#### DESCRIPTION OF THE TASK
Below are some records. Copy every line in them that holds "warn".

########

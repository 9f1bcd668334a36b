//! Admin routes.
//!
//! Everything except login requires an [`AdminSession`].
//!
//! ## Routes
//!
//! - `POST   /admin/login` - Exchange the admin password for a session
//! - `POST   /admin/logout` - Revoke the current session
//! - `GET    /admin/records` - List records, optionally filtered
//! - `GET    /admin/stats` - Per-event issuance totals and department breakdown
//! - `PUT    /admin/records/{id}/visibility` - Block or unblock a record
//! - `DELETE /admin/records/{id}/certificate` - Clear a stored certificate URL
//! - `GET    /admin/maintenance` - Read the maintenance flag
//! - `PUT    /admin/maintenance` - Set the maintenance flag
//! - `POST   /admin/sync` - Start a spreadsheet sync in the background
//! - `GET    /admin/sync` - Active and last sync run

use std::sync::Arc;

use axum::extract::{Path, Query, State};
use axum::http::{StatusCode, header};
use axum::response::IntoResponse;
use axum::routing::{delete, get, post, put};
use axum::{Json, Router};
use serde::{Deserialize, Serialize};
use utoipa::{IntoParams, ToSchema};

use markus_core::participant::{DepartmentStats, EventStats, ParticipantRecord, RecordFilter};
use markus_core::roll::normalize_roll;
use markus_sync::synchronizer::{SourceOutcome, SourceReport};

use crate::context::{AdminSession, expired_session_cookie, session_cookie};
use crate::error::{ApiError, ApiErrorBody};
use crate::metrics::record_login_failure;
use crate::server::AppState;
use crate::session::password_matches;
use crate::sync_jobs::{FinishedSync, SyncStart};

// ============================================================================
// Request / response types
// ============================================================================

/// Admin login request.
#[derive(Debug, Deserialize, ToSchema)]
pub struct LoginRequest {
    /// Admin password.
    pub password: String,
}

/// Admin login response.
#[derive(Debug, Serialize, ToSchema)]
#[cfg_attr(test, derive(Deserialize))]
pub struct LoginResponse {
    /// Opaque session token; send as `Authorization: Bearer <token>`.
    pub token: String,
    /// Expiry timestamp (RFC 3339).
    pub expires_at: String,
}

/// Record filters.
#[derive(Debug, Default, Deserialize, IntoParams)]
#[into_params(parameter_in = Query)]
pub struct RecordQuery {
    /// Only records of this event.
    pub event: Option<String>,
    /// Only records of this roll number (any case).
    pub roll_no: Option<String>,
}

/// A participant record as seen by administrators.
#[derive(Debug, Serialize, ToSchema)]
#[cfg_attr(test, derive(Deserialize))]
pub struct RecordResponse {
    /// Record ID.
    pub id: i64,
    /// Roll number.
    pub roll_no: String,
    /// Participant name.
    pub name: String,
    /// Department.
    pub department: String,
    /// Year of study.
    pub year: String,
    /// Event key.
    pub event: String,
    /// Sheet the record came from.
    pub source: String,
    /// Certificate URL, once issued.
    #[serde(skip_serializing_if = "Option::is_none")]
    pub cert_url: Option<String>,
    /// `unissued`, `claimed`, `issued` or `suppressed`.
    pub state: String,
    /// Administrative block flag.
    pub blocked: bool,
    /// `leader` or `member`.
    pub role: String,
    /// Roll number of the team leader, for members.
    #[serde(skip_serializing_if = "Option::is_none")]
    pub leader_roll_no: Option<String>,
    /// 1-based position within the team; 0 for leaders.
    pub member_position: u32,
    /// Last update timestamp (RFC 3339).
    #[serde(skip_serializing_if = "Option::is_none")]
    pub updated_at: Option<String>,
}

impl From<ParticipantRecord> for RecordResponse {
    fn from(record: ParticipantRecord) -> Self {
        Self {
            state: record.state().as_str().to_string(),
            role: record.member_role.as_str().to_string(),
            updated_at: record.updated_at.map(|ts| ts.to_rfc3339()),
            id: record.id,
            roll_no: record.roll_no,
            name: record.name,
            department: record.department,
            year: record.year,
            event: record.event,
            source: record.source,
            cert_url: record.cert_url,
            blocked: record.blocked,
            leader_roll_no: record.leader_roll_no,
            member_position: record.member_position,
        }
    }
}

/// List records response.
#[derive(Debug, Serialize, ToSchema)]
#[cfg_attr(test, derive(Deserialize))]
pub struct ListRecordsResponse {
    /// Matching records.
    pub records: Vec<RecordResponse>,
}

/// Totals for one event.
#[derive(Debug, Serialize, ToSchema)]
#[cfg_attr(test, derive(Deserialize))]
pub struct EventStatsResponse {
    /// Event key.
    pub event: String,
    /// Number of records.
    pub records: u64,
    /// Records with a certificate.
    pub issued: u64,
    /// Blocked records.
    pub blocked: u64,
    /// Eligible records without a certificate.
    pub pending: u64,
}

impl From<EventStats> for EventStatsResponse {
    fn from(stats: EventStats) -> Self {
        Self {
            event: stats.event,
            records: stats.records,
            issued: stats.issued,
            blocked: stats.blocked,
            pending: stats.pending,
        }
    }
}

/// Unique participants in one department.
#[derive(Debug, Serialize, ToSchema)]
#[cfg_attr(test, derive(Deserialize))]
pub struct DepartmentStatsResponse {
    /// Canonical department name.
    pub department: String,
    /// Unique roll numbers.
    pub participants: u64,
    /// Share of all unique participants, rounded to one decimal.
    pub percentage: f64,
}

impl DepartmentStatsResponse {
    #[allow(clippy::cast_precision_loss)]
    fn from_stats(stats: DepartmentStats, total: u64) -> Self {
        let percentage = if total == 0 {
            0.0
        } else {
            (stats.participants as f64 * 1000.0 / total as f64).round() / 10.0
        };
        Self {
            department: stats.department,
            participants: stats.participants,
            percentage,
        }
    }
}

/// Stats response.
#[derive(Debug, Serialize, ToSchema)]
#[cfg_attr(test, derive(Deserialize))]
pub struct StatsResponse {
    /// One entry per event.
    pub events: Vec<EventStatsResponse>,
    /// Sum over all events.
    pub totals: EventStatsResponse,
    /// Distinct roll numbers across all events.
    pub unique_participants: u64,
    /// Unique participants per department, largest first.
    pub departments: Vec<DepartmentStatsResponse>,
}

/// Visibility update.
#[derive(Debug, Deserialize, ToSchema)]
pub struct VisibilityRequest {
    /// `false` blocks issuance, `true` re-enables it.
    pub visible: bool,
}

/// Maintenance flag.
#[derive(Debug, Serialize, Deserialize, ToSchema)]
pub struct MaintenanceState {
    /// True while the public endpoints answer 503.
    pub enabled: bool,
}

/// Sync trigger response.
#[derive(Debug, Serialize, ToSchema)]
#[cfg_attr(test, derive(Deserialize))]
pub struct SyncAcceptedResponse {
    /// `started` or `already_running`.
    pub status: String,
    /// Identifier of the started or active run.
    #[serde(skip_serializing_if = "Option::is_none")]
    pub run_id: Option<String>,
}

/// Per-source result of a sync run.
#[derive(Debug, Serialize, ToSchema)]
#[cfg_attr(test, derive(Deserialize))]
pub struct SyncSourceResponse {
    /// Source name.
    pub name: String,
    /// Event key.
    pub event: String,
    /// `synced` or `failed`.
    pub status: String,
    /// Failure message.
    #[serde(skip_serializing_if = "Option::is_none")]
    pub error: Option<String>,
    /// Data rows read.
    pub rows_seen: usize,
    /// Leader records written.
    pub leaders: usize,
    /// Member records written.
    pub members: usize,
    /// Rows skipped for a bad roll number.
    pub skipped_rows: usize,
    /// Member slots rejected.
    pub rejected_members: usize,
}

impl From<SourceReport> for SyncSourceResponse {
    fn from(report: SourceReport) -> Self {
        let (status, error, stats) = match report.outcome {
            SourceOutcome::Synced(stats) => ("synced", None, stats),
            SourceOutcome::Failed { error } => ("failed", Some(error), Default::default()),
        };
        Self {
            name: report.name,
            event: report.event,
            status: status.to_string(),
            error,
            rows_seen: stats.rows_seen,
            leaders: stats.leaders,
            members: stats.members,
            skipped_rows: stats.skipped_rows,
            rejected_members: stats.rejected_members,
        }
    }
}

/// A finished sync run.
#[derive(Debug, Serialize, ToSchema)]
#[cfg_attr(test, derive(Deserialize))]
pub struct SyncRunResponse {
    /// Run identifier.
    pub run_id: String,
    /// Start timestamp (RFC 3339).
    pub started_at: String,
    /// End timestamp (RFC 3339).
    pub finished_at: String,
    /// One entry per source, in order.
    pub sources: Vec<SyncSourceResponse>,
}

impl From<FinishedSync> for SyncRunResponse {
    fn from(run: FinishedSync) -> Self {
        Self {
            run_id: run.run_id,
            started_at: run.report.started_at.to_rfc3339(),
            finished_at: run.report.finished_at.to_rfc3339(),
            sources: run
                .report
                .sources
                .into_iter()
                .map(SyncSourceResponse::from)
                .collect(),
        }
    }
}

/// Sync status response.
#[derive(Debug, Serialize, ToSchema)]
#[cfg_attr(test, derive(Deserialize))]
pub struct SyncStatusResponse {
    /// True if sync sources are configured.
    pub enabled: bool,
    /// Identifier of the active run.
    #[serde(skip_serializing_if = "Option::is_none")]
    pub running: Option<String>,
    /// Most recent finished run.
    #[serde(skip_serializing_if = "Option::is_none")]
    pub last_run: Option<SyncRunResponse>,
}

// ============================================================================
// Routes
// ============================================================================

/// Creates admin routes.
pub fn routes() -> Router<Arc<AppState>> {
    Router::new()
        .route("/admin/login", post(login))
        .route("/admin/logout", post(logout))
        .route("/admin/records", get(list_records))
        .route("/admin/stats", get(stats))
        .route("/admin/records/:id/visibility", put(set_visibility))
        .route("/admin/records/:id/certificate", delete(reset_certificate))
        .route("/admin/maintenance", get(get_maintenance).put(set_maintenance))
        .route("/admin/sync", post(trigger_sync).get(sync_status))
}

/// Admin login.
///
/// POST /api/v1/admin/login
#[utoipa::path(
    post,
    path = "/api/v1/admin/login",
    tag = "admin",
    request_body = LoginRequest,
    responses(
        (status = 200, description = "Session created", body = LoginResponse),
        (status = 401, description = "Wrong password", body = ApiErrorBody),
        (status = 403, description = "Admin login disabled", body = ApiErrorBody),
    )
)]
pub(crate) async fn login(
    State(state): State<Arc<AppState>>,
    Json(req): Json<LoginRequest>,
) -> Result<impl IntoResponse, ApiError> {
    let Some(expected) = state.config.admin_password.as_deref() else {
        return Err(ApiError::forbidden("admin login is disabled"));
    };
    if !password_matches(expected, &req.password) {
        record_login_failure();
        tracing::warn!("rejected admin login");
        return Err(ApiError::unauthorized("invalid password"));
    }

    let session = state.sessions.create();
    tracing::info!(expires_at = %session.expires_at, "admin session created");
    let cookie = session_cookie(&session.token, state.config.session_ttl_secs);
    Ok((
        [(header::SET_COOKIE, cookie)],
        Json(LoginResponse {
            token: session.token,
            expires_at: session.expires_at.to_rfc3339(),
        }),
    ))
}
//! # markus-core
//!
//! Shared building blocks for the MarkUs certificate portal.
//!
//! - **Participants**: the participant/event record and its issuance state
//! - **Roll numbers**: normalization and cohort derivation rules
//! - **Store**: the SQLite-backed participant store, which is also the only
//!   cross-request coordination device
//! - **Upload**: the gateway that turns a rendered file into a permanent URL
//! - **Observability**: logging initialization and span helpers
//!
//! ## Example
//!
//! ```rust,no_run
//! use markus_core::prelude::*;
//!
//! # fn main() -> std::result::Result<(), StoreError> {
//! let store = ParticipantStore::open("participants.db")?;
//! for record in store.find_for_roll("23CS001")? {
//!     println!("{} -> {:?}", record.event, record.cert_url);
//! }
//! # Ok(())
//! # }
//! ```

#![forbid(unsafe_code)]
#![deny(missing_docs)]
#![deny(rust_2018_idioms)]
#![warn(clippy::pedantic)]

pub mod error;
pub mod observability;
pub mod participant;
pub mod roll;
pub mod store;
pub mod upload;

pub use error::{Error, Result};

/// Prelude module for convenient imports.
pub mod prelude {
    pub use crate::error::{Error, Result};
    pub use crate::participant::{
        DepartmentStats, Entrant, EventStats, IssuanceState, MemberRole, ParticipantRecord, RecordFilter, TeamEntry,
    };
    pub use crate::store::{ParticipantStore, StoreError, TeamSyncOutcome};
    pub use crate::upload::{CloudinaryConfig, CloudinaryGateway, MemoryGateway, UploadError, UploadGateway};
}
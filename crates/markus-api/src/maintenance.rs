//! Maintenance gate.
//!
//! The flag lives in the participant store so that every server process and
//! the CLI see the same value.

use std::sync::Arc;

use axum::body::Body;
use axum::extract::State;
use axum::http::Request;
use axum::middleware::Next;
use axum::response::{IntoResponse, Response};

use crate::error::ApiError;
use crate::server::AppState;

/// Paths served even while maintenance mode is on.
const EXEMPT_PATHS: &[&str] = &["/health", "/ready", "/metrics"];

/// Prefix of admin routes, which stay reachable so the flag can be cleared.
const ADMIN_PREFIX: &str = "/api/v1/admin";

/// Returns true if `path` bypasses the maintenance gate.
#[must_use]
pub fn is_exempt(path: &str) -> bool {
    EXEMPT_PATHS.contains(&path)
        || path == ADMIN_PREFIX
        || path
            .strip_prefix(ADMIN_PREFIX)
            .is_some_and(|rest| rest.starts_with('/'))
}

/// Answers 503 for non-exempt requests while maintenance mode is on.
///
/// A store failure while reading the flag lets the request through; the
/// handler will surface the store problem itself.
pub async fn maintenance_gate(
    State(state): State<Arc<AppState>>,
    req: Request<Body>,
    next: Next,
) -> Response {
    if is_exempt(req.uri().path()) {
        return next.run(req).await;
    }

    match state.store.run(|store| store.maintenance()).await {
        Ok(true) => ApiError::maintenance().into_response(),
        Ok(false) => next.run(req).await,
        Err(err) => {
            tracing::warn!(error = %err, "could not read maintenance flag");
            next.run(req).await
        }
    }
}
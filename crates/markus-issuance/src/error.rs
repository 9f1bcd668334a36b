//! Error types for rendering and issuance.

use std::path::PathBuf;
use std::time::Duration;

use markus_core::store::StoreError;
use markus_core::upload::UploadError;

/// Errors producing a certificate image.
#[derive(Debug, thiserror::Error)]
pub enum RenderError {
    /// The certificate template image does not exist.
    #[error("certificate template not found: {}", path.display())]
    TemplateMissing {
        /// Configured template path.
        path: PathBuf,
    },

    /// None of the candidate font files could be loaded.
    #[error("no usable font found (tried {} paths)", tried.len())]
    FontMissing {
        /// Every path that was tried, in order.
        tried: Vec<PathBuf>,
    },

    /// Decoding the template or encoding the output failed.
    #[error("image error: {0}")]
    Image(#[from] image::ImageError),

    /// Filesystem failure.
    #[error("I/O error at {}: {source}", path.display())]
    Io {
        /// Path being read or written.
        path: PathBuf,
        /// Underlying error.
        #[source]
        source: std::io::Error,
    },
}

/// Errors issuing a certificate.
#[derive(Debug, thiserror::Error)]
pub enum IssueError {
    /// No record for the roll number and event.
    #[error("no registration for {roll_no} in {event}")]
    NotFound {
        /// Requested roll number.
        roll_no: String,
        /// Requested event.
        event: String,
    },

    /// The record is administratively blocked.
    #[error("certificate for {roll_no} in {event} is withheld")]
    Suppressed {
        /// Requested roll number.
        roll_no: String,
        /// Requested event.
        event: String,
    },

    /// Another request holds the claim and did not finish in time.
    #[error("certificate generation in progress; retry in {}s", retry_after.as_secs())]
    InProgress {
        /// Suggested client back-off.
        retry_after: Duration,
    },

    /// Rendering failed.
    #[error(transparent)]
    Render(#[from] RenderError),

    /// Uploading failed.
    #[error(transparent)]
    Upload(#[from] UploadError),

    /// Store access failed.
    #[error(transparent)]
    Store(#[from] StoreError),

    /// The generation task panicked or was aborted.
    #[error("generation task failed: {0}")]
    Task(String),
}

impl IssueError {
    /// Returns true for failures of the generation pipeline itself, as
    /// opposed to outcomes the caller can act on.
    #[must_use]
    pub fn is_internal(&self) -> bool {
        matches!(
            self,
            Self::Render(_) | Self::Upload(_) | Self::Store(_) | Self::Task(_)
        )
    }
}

########

#### ANSWER SPACE
        tracing::warn!("rejected admin login");
#![warn(clippy::pedantic)]
            tracing::warn!(error = %err, "could not read maintenance flag");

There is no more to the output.